Top of Record excerpts
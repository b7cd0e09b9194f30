//! Per-day counters and their JSON snapshot file

use chrono::Utc;
use serde::{Deserialize, Serialize};
use std::collections::{BTreeMap, HashSet};
use std::path::{Path, PathBuf};
use std::sync::{Mutex, PoisonError};

use crate::core::count::day_key;
use crate::error::Result;

/// Counters for a single calendar day
#[derive(Debug, Clone, Default, PartialEq, Eq)]
pub struct DailyAggregate {
    pub total: u64,
    pub unique_visitors: HashSet<String>,
}

/// Day key (`YYYY-MM-DD`) -> counters
pub type Days = BTreeMap<String, DailyAggregate>;

#[derive(Debug, Serialize, Deserialize)]
struct DayRecord {
    #[serde(alias = "events")]
    total: u64,
    #[serde(alias = "users", default)]
    uniques: Vec<String>,
}

#[derive(Debug, Serialize)]
struct Snapshot {
    days: BTreeMap<String, DayRecord>,
}

/// Every shape the snapshot file has been written in
#[derive(Debug, Deserialize)]
#[serde(untagged)]
enum SnapshotFile {
    Bucketed {
        days: BTreeMap<String, DayRecord>,
    },
    Legacy {
        events: u64,
        #[serde(default)]
        users: Vec<String>,
    },
    Flat(BTreeMap<String, DayRecord>),
}

impl From<DayRecord> for DailyAggregate {
    fn from(record: DayRecord) -> Self {
        let unique_visitors: HashSet<String> = record.uniques.into_iter().collect();
        let total = record.total.max(unique_visitors.len() as u64);
        if total != record.total {
            tracing::warn!(
                "Snapshot day has {} uniques but total {}, raising total",
                unique_visitors.len(),
                record.total
            );
        }
        Self {
            total,
            unique_visitors,
        }
    }
}

impl From<&DailyAggregate> for DayRecord {
    fn from(aggregate: &DailyAggregate) -> Self {
        let mut uniques: Vec<String> = aggregate.unique_visitors.iter().cloned().collect();
        uniques.sort();
        Self {
            total: aggregate.total,
            uniques,
        }
    }
}

/// Snapshot file on disk. Writes are serialized by an internal lock.
pub struct Store {
    path: PathBuf,
    write_lock: Mutex<()>,
}

impl Store {
    pub fn new(path: impl Into<PathBuf>) -> Self {
        Self {
            path: path.into(),
            write_lock: Mutex::new(()),
        }
    }

    pub fn path(&self) -> &Path {
        &self.path
    }

    /// Read the snapshot. Missing or unreadable files yield an empty mapping.
    pub fn load(&self) -> Days {
        match self.try_load() {
            Ok(Some(days)) => {
                tracing::info!("Loaded {} days from {}", days.len(), self.path.display());
                days
            }
            Ok(None) => {
                tracing::warn!(
                    "Snapshot {} not found, starting empty",
                    self.path.display()
                );
                Days::new()
            }
            Err(e) => {
                tracing::warn!(
                    "Failed to read snapshot {}: {}, starting empty",
                    self.path.display(),
                    e
                );
                Days::new()
            }
        }
    }

    fn try_load(&self) -> Result<Option<Days>> {
        if !self.path.exists() {
            return Ok(None);
        }

        let raw = std::fs::read_to_string(&self.path)?;
        let days = match serde_json::from_str::<SnapshotFile>(&raw)? {
            SnapshotFile::Bucketed { days } | SnapshotFile::Flat(days) => days
                .into_iter()
                .map(|(key, record)| (key, DailyAggregate::from(record)))
                .collect(),
            SnapshotFile::Legacy { events, users } => {
                let today = day_key(Utc::now());
                tracing::warn!(
                    "Snapshot {} has no day buckets, importing into {}",
                    self.path.display(),
                    today
                );
                let record = DayRecord {
                    total: events,
                    uniques: users,
                };
                Days::from([(today, DailyAggregate::from(record))])
            }
        };

        Ok(Some(days))
    }

    /// Overwrite the snapshot with `days`.
    pub fn persist(&self, days: &Days) -> Result<()> {
        let _guard = self.write_lock.lock().unwrap_or_else(PoisonError::into_inner);
        self.write(days)
    }

    /// Take the snapshot while holding the write lock, so the newest state
    /// is always the last one written.
    pub fn persist_with<F>(&self, snapshot: F) -> Result<()>
    where
        F: FnOnce() -> Days,
    {
        let _guard = self.write_lock.lock().unwrap_or_else(PoisonError::into_inner);
        let days = snapshot();
        self.write(&days)
    }

    fn write(&self, days: &Days) -> Result<()> {
        let snapshot = Snapshot {
            days: days
                .iter()
                .map(|(key, aggregate)| (key.clone(), DayRecord::from(aggregate)))
                .collect(),
        };
        let json = serde_json::to_string_pretty(&snapshot)?;
        std::fs::write(&self.path, json)?;

        tracing::debug!("Saved {} days to {}", days.len(), self.path.display());
        Ok(())
    }
}
use std::sync::Arc;
use tokio::sync::watch;
use tower_http::trace::TraceLayer;

use opencount::config::CONFIG;
use opencount::core::Counter;
use opencount::state::Store;
use opencount::{api, bot};

#[tokio::main]
async fn main() -> opencount::Result<()> {
    tracing_subscriber::fmt::init();

    // Load persisted data
    let counter = Arc::new(Counter::open(Store::new(&CONFIG.stats_file)));

    let (shutdown_tx, shutdown_rx) = watch::channel(false);
    tokio::spawn(async move {
        tokio::signal::ctrl_c().await.ok();
        tracing::info!("Shutting down...");
        let _ = shutdown_tx.send(true);
    });

    let relay = bot::spawn(&CONFIG, Arc::clone(&counter), shutdown_rx.clone());

    let app = api::router(Arc::clone(&counter))
        .layer(api::cors_layer(&CONFIG.cors))
        .layer(TraceLayer::new_for_http());

    let addr = CONFIG.web_addr();
    let listener = tokio::net::TcpListener::bind(&addr).await?;
    tracing::info!("Server started on http://{}", addr);
    tracing::info!("Snapshot file: {}", CONFIG.stats_file.display());
    tracing::info!("Bot /stats restricted to admin: {}", CONFIG.admin_id.is_some());

    let mut server_shutdown = shutdown_rx;
    axum::serve(listener, app)
        .with_graceful_shutdown(async move {
            let _ = server_shutdown.changed().await;
        })
        .await?;

    if let Some(handle) = relay {
        if let Err(e) = handle.await {
            tracing::error!("Bot relay task failed: {}", e);
        }
    }

    // Final save on exit
    counter.persist().await?;
    tracing::info!("Saved {}", CONFIG.stats_file.display());
    Ok(())
}
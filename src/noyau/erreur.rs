// src/noyau/erreur.rs
//
// Erreurs du noyau.
// - CalcError        : erreur publique d’une évaluation (toujours terminale)
// - ErreurNumerique  : échec d’une opération rationnelle, sans contexte source
//
// Les positions sont des index de caractère dans l’expression d’origine.

use thiserror::Error;

#[derive(Clone, Debug, PartialEq, Eq, Error)]
pub enum CalcError {
    /// Caractère inconnu, `!` isolé, littéral mal formé.
    #[error("erreur lexicale à la position {position} : {message}")]
    Lexicale { message: String, position: usize },

    /// Parenthèses non appariées, virgule mal placée, opérande manquant ou en trop.
    #[error("erreur de syntaxe à la position {position} : {message}")]
    Syntaxe { message: String, position: usize },

    #[error("variable indéfinie ‘{nom}’ (position {position})")]
    VariableIndefinie { nom: String, position: usize },

    #[error("fonction indéfinie ‘{nom}’ (position {position})")]
    FonctionIndefinie { nom: String, position: usize },

    #[error("‘{nom}’ attend {attendu} argument(s), {recu} reçu(s) (position {position})")]
    Arite {
        nom: String,
        attendu: usize,
        recu: usize,
        position: usize,
    },

    /// Opérateur bit à bit appliqué à un rationnel non entier.
    #[error("l’opérateur ‘{operateur}’ exige des entiers (position {position})")]
    Type { operateur: String, position: usize },

    #[error("‘{operateur}’ : {source} (position {position})")]
    Arithmetique {
        operateur: String,
        position: usize,
        #[source]
        source: ErreurNumerique,
    },

    #[error("impossible d’affecter à un littéral (position {position})")]
    Affectation { position: usize },

    #[error("nom de variable invalide ‘{nom}’")]
    NomInvalide { nom: String },
}

impl CalcError {
    /// Position source de l’erreur (None pour NomInvalide, détectée avant l’évaluation).
    pub fn position(&self) -> Option<usize> {
        use CalcError::*;

        match self {
            Lexicale { position, .. }
            | Syntaxe { position, .. }
            | VariableIndefinie { position, .. }
            | FonctionIndefinie { position, .. }
            | Arite { position, .. }
            | Type { position, .. }
            | Arithmetique { position, .. }
            | Affectation { position } => Some(*position),
            NomInvalide { .. } => None,
        }
    }

    pub(crate) fn syntaxe(message: impl Into<String>, position: usize) -> Self {
        CalcError::Syntaxe {
            message: message.into(),
            position,
        }
    }

    /// Relève une erreur numérique au niveau de l’opérateur (ou fonction) qui l’a produite.
    pub(crate) fn depuis_numerique(err: ErreurNumerique, operateur: &str, position: usize) -> Self {
        match err {
            ErreurNumerique::NonEntier => CalcError::Type {
                operateur: operateur.to_string(),
                position,
            },
            source => CalcError::Arithmetique {
                operateur: operateur.to_string(),
                position,
                source,
            },
        }
    }
}

#[derive(Clone, Copy, Debug, PartialEq, Eq, Error)]
pub enum ErreurNumerique {
    #[error("division par zéro")]
    DivisionParZero,

    #[error("opérande non entier")]
    NonEntier,

    #[error("résultat non fini (hors domaine)")]
    NonFini,

    #[error("exposant trop grand")]
    ExposantTropGrand,

    #[error("décalage trop grand")]
    DecalageTropGrand,

    #[error("argument trop grand")]
    ArgumentTropGrand,
}
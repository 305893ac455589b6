// src/options.rs
//
// Options en ligne de commande (clap derive).
// Sans expression positionnelle : interface graphique.
// Avec : mode lot, un résultat par ligne.

use clap::Parser;

use calculatrice_q::{CalcError, Evaluator, ModeSortie};

/// Précision décimale par défaut.
pub const PRECISION_DEFAUT: usize = 6;

/// Garde-fou : on borne la précision (anti-abus / anti-gel).
pub const PRECISION_MAX: usize = 200;

#[derive(Parser, Debug, Clone)]
#[command(name = "calculatrice_q", version, about = "Calculatrice sur rationnels exacts")]
pub struct Options {
    /// Décimales affichées pour un résultat non entier (0 à 200)
    #[arg(short, long, default_value_t = PRECISION_DEFAUT)]
    pub precision: usize,

    /// Mode de sortie : decimal, hex, binary, octal
    #[arg(short, long, default_value = "decimal")]
    pub mode: ModeSortie,

    /// Variable initiale NOM=EXPR (répétable, évaluée dans l’ordre)
    #[arg(long = "var", value_name = "NOM=EXPR")]
    pub vars: Vec<String>,

    /// Journalisation détaillée (debug)
    #[arg(short, long)]
    pub verbose: bool,

    /// Expressions à évaluer (mode lot)
    pub expressions: Vec<String>,
}

impl Options {
    pub fn precision(&self) -> usize {
        self.precision.min(PRECISION_MAX)
    }

    /// Évaluateur amorcé avec les `--var NOM=EXPR`.
    pub fn evaluateur(&self) -> Result<Evaluator, CalcError> {
        let mut ev = Evaluator::new();
        for v in &self.vars {
            let Some((nom, expr)) = v.split_once('=') else {
                return Err(CalcError::NomInvalide { nom: v.clone() });
            };
            let valeur = ev.run(expr)?;
            ev.set_variable(nom.trim(), valeur)?;
        }
        Ok(ev)
    }
}
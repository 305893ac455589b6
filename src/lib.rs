//! Calculatrice Q : langage d’expressions arithmétiques sur rationnels exacts.
//!
//! ```
//! use calculatrice_q::{evaluate, Evaluator};
//! use num_rational::BigRational;
//!
//! assert_eq!(evaluate("2 ** 3 ** 2"), Ok(BigRational::from_integer(512.into())));
//!
//! let mut ev = Evaluator::new();
//! ev.run("a = 5").unwrap();
//! assert_eq!(ev.run("a * 2"), Ok(BigRational::from_integer(10.into())));
//! ```

pub mod noyau;

pub use noyau::{
    evaluate, exec_with, format_fraction, formater, lex, CalcError, Demarche, ErreurNumerique,
    Evaluator, ModeSortie, Token, TokenKind,
};
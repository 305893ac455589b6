// src/noyau/fonctions.rs
//
// Registre des fonctions prédéfinies : nom -> (arité, implémentation).
// Table statique, construite une fois, jamais modifiée.
// Les fonctions transcendantes passent par f64 puis sont ré-exactifiées.

use std::collections::HashMap;
use std::sync::OnceLock;

use num_rational::BigRational;
use num_traits::Signed;
use rand::Rng;
use tracing::info;

use super::rationnel::{
    depuis_f64, factorielle, logarithme, pgcd, plafond, plancher, racine_carree, vers_f64, vrai,
    Resultat,
};

#[derive(Clone, Copy, Debug)]
pub struct Fonction {
    /// Nombre exact d’arguments (pas de variadique).
    pub arite: usize,
    pub imp: fn(&[BigRational]) -> Resultat,
}

impl Fonction {
    const fn new(arite: usize, imp: fn(&[BigRational]) -> Resultat) -> Self {
        Self { arite, imp }
    }
}

/* ------------------------ Implémentations ------------------------ */

/// Applique une fonction f64 -> f64 au premier argument.
fn flottant(args: &[BigRational], f: fn(f64) -> f64) -> Resultat {
    depuis_f64(f(vers_f64(&args[0])))
}

fn abs(args: &[BigRational]) -> Resultat {
    Ok(args[0].abs())
}

fn ceil(args: &[BigRational]) -> Resultat {
    Ok(plafond(&args[0]))
}

fn floor(args: &[BigRational]) -> Resultat {
    Ok(plancher(&args[0]))
}

fn sin(args: &[BigRational]) -> Resultat {
    flottant(args, f64::sin)
}

fn cos(args: &[BigRational]) -> Resultat {
    flottant(args, f64::cos)
}

fn tan(args: &[BigRational]) -> Resultat {
    flottant(args, f64::tan)
}

fn asin(args: &[BigRational]) -> Resultat {
    flottant(args, f64::asin)
}

fn acos(args: &[BigRational]) -> Resultat {
    flottant(args, f64::acos)
}

fn atan(args: &[BigRational]) -> Resultat {
    flottant(args, f64::atan)
}

fn ln(args: &[BigRational]) -> Resultat {
    depuis_f64(logarithme(&args[0], f64::ln))
}

fn log(args: &[BigRational]) -> Resultat {
    depuis_f64(logarithme(&args[0], f64::log10))
}

/// logn(base, valeur)
fn logn(args: &[BigRational]) -> Resultat {
    let base = logarithme(&args[0], f64::log10);
    let valeur = logarithme(&args[1], f64::log10);
    depuis_f64(valeur / base)
}

fn max(args: &[BigRational]) -> Resultat {
    Ok(args[0].clone().max(args[1].clone()))
}

fn min(args: &[BigRational]) -> Resultat {
    Ok(args[0].clone().min(args[1].clone()))
}

fn sqrt(args: &[BigRational]) -> Resultat {
    racine_carree(&args[0])
}

fn aleatoire(_: &[BigRational]) -> Resultat {
    depuis_f64(rand::thread_rng().gen::<f64>())
}

fn fact(args: &[BigRational]) -> Resultat {
    factorielle(&args[0])
}

fn gcd(args: &[BigRational]) -> Resultat {
    Ok(pgcd(&args[0], &args[1]))
}

fn list(_: &[BigRational]) -> Resultat {
    info!("fonctions : {}", noms_fonctions().join(" "));
    Ok(vrai())
}

/* ------------------------ Table ------------------------ */

/// Ordre d’enregistrement (aussi l’ordre d’affichage de `list`).
const FONCTIONS: &[(&str, Fonction)] = &[
    ("abs", Fonction::new(1, abs)),
    ("ceil", Fonction::new(1, ceil)),
    ("floor", Fonction::new(1, floor)),
    ("sin", Fonction::new(1, sin)),
    ("cos", Fonction::new(1, cos)),
    ("tan", Fonction::new(1, tan)),
    ("asin", Fonction::new(1, asin)),
    ("acos", Fonction::new(1, acos)),
    ("atan", Fonction::new(1, atan)),
    ("ln", Fonction::new(1, ln)),
    ("log", Fonction::new(1, log)),
    ("logn", Fonction::new(2, logn)),
    ("max", Fonction::new(2, max)),
    ("min", Fonction::new(2, min)),
    ("sqrt", Fonction::new(1, sqrt)),
    ("rand", Fonction::new(0, aleatoire)),
    ("fact", Fonction::new(1, fact)),
    ("gcd", Fonction::new(2, gcd)),
    ("list", Fonction::new(0, list)),
];

static REGISTRE: OnceLock<HashMap<&'static str, Fonction>> = OnceLock::new();

pub fn fonction(nom: &str) -> Option<Fonction> {
    REGISTRE
        .get_or_init(|| FONCTIONS.iter().copied().collect())
        .get(nom)
        .copied()
}

pub fn noms_fonctions() -> Vec<&'static str> {
    FONCTIONS.iter().map(|(nom, _)| *nom).collect()
}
Bottom of Record excerpts
Exercise aim —
Every line that holds the string "alias" must be copied from the records above.

Result of the exercise —
    #[serde(alias = "events")]
    #[serde(alias = "users", default)]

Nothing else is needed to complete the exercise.